§ Working data
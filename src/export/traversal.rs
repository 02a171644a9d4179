use crate::error::{ExportError, Result};
use crate::export::assembler::DocumentAssembler;
use crate::export::capture::{CaptureAdapter, CapturedSlide};
use crate::export::derive_filename;
use crate::viewer::guard::InputGuard;
use crate::viewer::locator::SlideLocator;
use crate::viewer::navigator::{Navigator, NavigatorConfig};
use crate::viewer::surface::{DeckSurface, HostUi};
use serde::{Deserialize, Serialize};
use std::path::PathBuf;

/// Outcome summary of one export
#[derive(Debug, Clone, Serialize, Deserialize)]
pub struct ExportReport {
    /// Slide count the viewer reported
    pub total_slides: u32,

    /// Slides actually captured
    pub captured: u32,

    /// Slides missing from the document (capture failures or an early stop)
    pub skipped: u32,

    /// Where the document was written; `None` when nothing was captured
    pub output: Option<PathBuf>,
}

/// Orchestrates one traversal: locator, navigator, capture and assembly,
/// with the viewer position and host UI restored on every exit path.
pub struct TraversalController<'a, V, C, A>
where
    V: DeckSurface + HostUi,
    C: CaptureAdapter,
    A: DocumentAssembler,
{
    viewer: &'a V,
    capture: &'a C,
    assembler: &'a A,
    navigator: NavigatorConfig,
    output: Option<PathBuf>,
}

impl<'a, V, C, A> TraversalController<'a, V, C, A>
where
    V: DeckSurface + HostUi,
    C: CaptureAdapter,
    A: DocumentAssembler,
{
    pub fn new(viewer: &'a V, capture: &'a C, assembler: &'a A) -> Self {
        Self {
            viewer,
            capture,
            assembler,
            navigator: NavigatorConfig::default(),
            output: None,
        }
    }

    /// Builder method: override the navigation polling policy
    pub fn with_navigator(mut self, config: NavigatorConfig) -> Self {
        self.navigator = config;
        self
    }

    /// Builder method: set an explicit output path instead of deriving one
    /// from the page title
    pub fn with_output(mut self, path: impl Into<PathBuf>) -> Self {
        self.output = Some(path.into());
        self
    }

    /// Run one complete traversal and assemble the captured slides.
    ///
    /// Fatal only when the slide count cannot be detected or another export
    /// already holds the input guard. Per-slide capture failures and
    /// navigation timeouts degrade the result instead of aborting it.
    pub fn export_all(&self) -> Result<ExportReport> {
        let locator = SlideLocator::new(self.viewer);
        let navigator = Navigator::with_config(self.viewer, self.navigator.clone());

        let mut guard = InputGuard::new(self.viewer);
        guard.engage()?;

        if let Err(e) = self.viewer.show_overlay(0) {
            log::debug!("Progress overlay unavailable: {}", e);
        }

        let total = match locator.total_slides() {
            Ok(Some(total)) => total,
            Ok(None) => {
                log::error!("Slide count could not be detected; aborting export");
                self.teardown(&mut guard);
                return Err(ExportError::SlideCountUndetected);
            }
            Err(e) => {
                self.teardown(&mut guard);
                return Err(e);
            }
        };

        let starting = locator.current_position().unwrap_or(1);

        let outcome = self.traverse(&locator, &navigator, total);

        // Cleanup runs regardless of how the loop exited: restore the
        // original viewer position, then drop the overlay and the guard.
        if let Err(e) = navigator.navigate_to(starting.max(1)) {
            log::warn!("Failed to restore starting slide {}: {}", starting, e);
        }
        self.teardown(&mut guard);

        let slides = outcome?;
        let captured = slides.len() as u32;
        let mut report = ExportReport {
            total_slides: total,
            captured,
            skipped: total - captured,
            output: None,
        };

        if slides.is_empty() {
            log::warn!("No slides captured; skipping document assembly");
            return Ok(report);
        }

        let output = self.resolve_output()?;
        self.assembler.assemble(&slides, &output)?;
        report.output = Some(output);

        Ok(report)
    }

    fn traverse(
        &self,
        locator: &SlideLocator<'a, V>,
        navigator: &Navigator<'a, V>,
        total: u32,
    ) -> Result<Vec<CapturedSlide>> {
        let mut current = locator.current_position()?;
        if current != 1 {
            navigator.navigate_to(1)?;
            current = 1;
        }

        let mut captured: Vec<CapturedSlide> = Vec::new();

        for index in 0..total {
            if !self.viewer.has_active_slide()? {
                log::warn!("No active slide surface resolvable; stopping traversal early");
                break;
            }

            match self.capture.capture_active() {
                Ok(slide) => {
                    captured.push(slide);
                    let percent = (captured.len() as f64 / total as f64 * 100.0).round() as u8;
                    if let Err(e) = self.viewer.update_overlay(percent) {
                        log::debug!("Failed to update progress overlay: {}", e);
                    }
                }
                Err(e) => {
                    // Best-effort skip; the slide is missing from the output
                    log::error!("Capture failed for slide {}: {}", current, e);
                }
            }

            if captured.len() as u32 >= total {
                break;
            }

            if index < total - 1 {
                let target = current + 1;
                navigator.navigate_to(target)?;
                current = target;
            }
        }

        Ok(captured)
    }

    fn teardown(&self, guard: &mut InputGuard<'a, V>) {
        if let Err(e) = self.viewer.remove_overlay() {
            log::debug!("Failed to remove progress overlay: {}", e);
        }
        guard.release();
    }

    fn resolve_output(&self) -> Result<PathBuf> {
        if let Some(path) = &self.output {
            return Ok(path.clone());
        }
        let title = self.viewer.page_title()?;
        Ok(PathBuf::from(derive_filename(&title)))
    }
}
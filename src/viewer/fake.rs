//! In-memory viewer double used by unit tests across the crate.
//!
//! Models the observable behavior of a deck viewer: position signals that can
//! be configured to respond, lag, or ignore navigation entirely.

use crate::error::Result;
use crate::viewer::surface::{DeckSurface, HostUi, NudgeDirection};
use std::cell::{Cell, RefCell};
use std::collections::HashSet;

pub(crate) struct FakeViewer {
    fragment: Cell<Option<u32>>,
    ordinal: Cell<Option<u32>>,
    declared_total: Cell<Option<u32>>,
    rendered_count: Cell<u32>,
    active_slide: Cell<bool>,
    title: RefCell<String>,

    /// When true, `request_slide` moves both signals immediately
    responsive: Cell<bool>,
    /// When true, `request_slide` moves only the ordinal signal
    ordinal_on_request: Cell<bool>,
    /// When true, nudges step the ordinal signal by one
    nudges_advance: Cell<bool>,
    /// Targets for which `request_slide` is silently ignored
    unreachable: RefCell<HashSet<u32>>,

    requests: RefCell<Vec<u32>>,
    nudges: RefCell<Vec<NudgeDirection>>,

    blockers_attached: Cell<bool>,
    attach_calls: Cell<u32>,
    detach_calls: Cell<u32>,

    overlay_present: Cell<bool>,
    overlay_updates: RefCell<Vec<u8>>,
    overlay_removes: Cell<u32>,
}

impl FakeViewer {
    pub fn new() -> Self {
        Self {
            fragment: Cell::new(None),
            ordinal: Cell::new(None),
            declared_total: Cell::new(None),
            rendered_count: Cell::new(0),
            active_slide: Cell::new(true),
            title: RefCell::new("Untitled presentation".to_string()),
            responsive: Cell::new(true),
            ordinal_on_request: Cell::new(false),
            nudges_advance: Cell::new(false),
            unreachable: RefCell::new(HashSet::new()),
            requests: RefCell::new(Vec::new()),
            nudges: RefCell::new(Vec::new()),
            blockers_attached: Cell::new(false),
            attach_calls: Cell::new(0),
            detach_calls: Cell::new(0),
            overlay_present: Cell::new(false),
            overlay_updates: RefCell::new(Vec::new()),
            overlay_removes: Cell::new(0),
        }
    }

    /// A responsive deck showing `total` slides with the viewer at `position`
    pub fn with_deck(total: u32, position: u32) -> Self {
        let viewer = Self::new();
        viewer.set_declared_total(Some(total));
        viewer.set_rendered_count(total);
        viewer.set_fragment(Some(position));
        viewer.set_ordinal(Some(position));
        viewer
    }

    pub fn set_fragment(&self, position: Option<u32>) {
        self.fragment.set(position);
    }

    pub fn set_ordinal(&self, position: Option<u32>) {
        self.ordinal.set(position);
    }

    pub fn set_declared_total(&self, total: Option<u32>) {
        self.declared_total.set(total);
    }

    pub fn set_rendered_count(&self, count: u32) {
        self.rendered_count.set(count);
    }

    pub fn set_active_slide(&self, active: bool) {
        self.active_slide.set(active);
    }

    pub fn set_title(&self, title: &str) {
        *self.title.borrow_mut() = title.to_string();
    }

    pub fn set_responsive(&self, responsive: bool) {
        self.responsive.set(responsive);
    }

    pub fn set_ordinal_on_request(&self, enabled: bool) {
        self.ordinal_on_request.set(enabled);
    }

    pub fn set_nudges_advance(&self, enabled: bool) {
        self.nudges_advance.set(enabled);
    }

    pub fn set_unreachable(&self, target: u32) {
        self.unreachable.borrow_mut().insert(target);
    }

    pub fn requests(&self) -> Vec<u32> {
        self.requests.borrow().clone()
    }

    pub fn nudges(&self) -> Vec<NudgeDirection> {
        self.nudges.borrow().clone()
    }

    pub fn blockers_attached(&self) -> bool {
        self.blockers_attached.get()
    }

    pub fn attach_calls(&self) -> u32 {
        self.attach_calls.get()
    }

    pub fn detach_calls(&self) -> u32 {
        self.detach_calls.get()
    }

    pub fn overlay_present(&self) -> bool {
        self.overlay_present.get()
    }

    pub fn overlay_updates(&self) -> Vec<u8> {
        self.overlay_updates.borrow().clone()
    }

    pub fn overlay_removes(&self) -> u32 {
        self.overlay_removes.get()
    }

    /// Position the deck currently shows, preferring the ordinal signal
    pub fn shown_position(&self) -> u32 {
        self.ordinal.get().or(self.fragment.get()).unwrap_or(1)
    }
}

impl DeckSurface for FakeViewer {
    fn fragment_position(&self) -> Result<Option<u32>> {
        Ok(self.fragment.get())
    }

    fn ordinal_position(&self) -> Result<Option<u32>> {
        Ok(self.ordinal.get())
    }

    fn declared_total(&self) -> Result<Option<u32>> {
        Ok(self.declared_total.get())
    }

    fn rendered_count(&self) -> Result<u32> {
        Ok(self.rendered_count.get())
    }

    fn request_slide(&self, target: u32) -> Result<()> {
        self.requests.borrow_mut().push(target);

        if self.unreachable.borrow().contains(&target) {
            return Ok(());
        }

        if self.responsive.get() {
            self.fragment.set(Some(target));
            self.ordinal.set(Some(target));
        } else if self.ordinal_on_request.get() {
            self.ordinal.set(Some(target));
        }
        Ok(())
    }

    fn send_nudge(&self, direction: NudgeDirection) -> Result<()> {
        self.nudges.borrow_mut().push(direction);

        if self.nudges_advance.get() {
            let current = self.shown_position();
            let next = match direction {
                NudgeDirection::Forward => current + 1,
                NudgeDirection::Backward => current.saturating_sub(1).max(1),
            };
            self.ordinal.set(Some(next));
        }
        Ok(())
    }

    fn has_active_slide(&self) -> Result<bool> {
        Ok(self.active_slide.get())
    }
}

impl HostUi for FakeViewer {
    fn page_title(&self) -> Result<String> {
        Ok(self.title.borrow().clone())
    }

    fn attach_input_blockers(&self) -> Result<()> {
        self.attach_calls.set(self.attach_calls.get() + 1);
        self.blockers_attached.set(true);
        Ok(())
    }

    fn detach_input_blockers(&self) -> Result<()> {
        self.detach_calls.set(self.detach_calls.get() + 1);
        self.blockers_attached.set(false);
        Ok(())
    }

    fn show_overlay(&self, percent: u8) -> Result<()> {
        self.overlay_present.set(true);
        self.overlay_updates.borrow_mut().push(percent);
        Ok(())
    }

    fn update_overlay(&self, percent: u8) -> Result<()> {
        if self.overlay_present.get() {
            self.overlay_updates.borrow_mut().push(percent);
        }
        Ok(())
    }

    fn remove_overlay(&self) -> Result<()> {
        self.overlay_present.set(false);
        self.overlay_removes.set(self.overlay_removes.get() + 1);
        Ok(())
    }

    fn insert_trigger(&self) -> Result<()> {
        Ok(())
    }

    fn trigger_clicked(&self) -> Result<bool> {
        Ok(false)
    }
}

§ Exercise details
Go through the entries above and count each line that contains the string "Deserialize". Reply only with the total.

§ Task response
2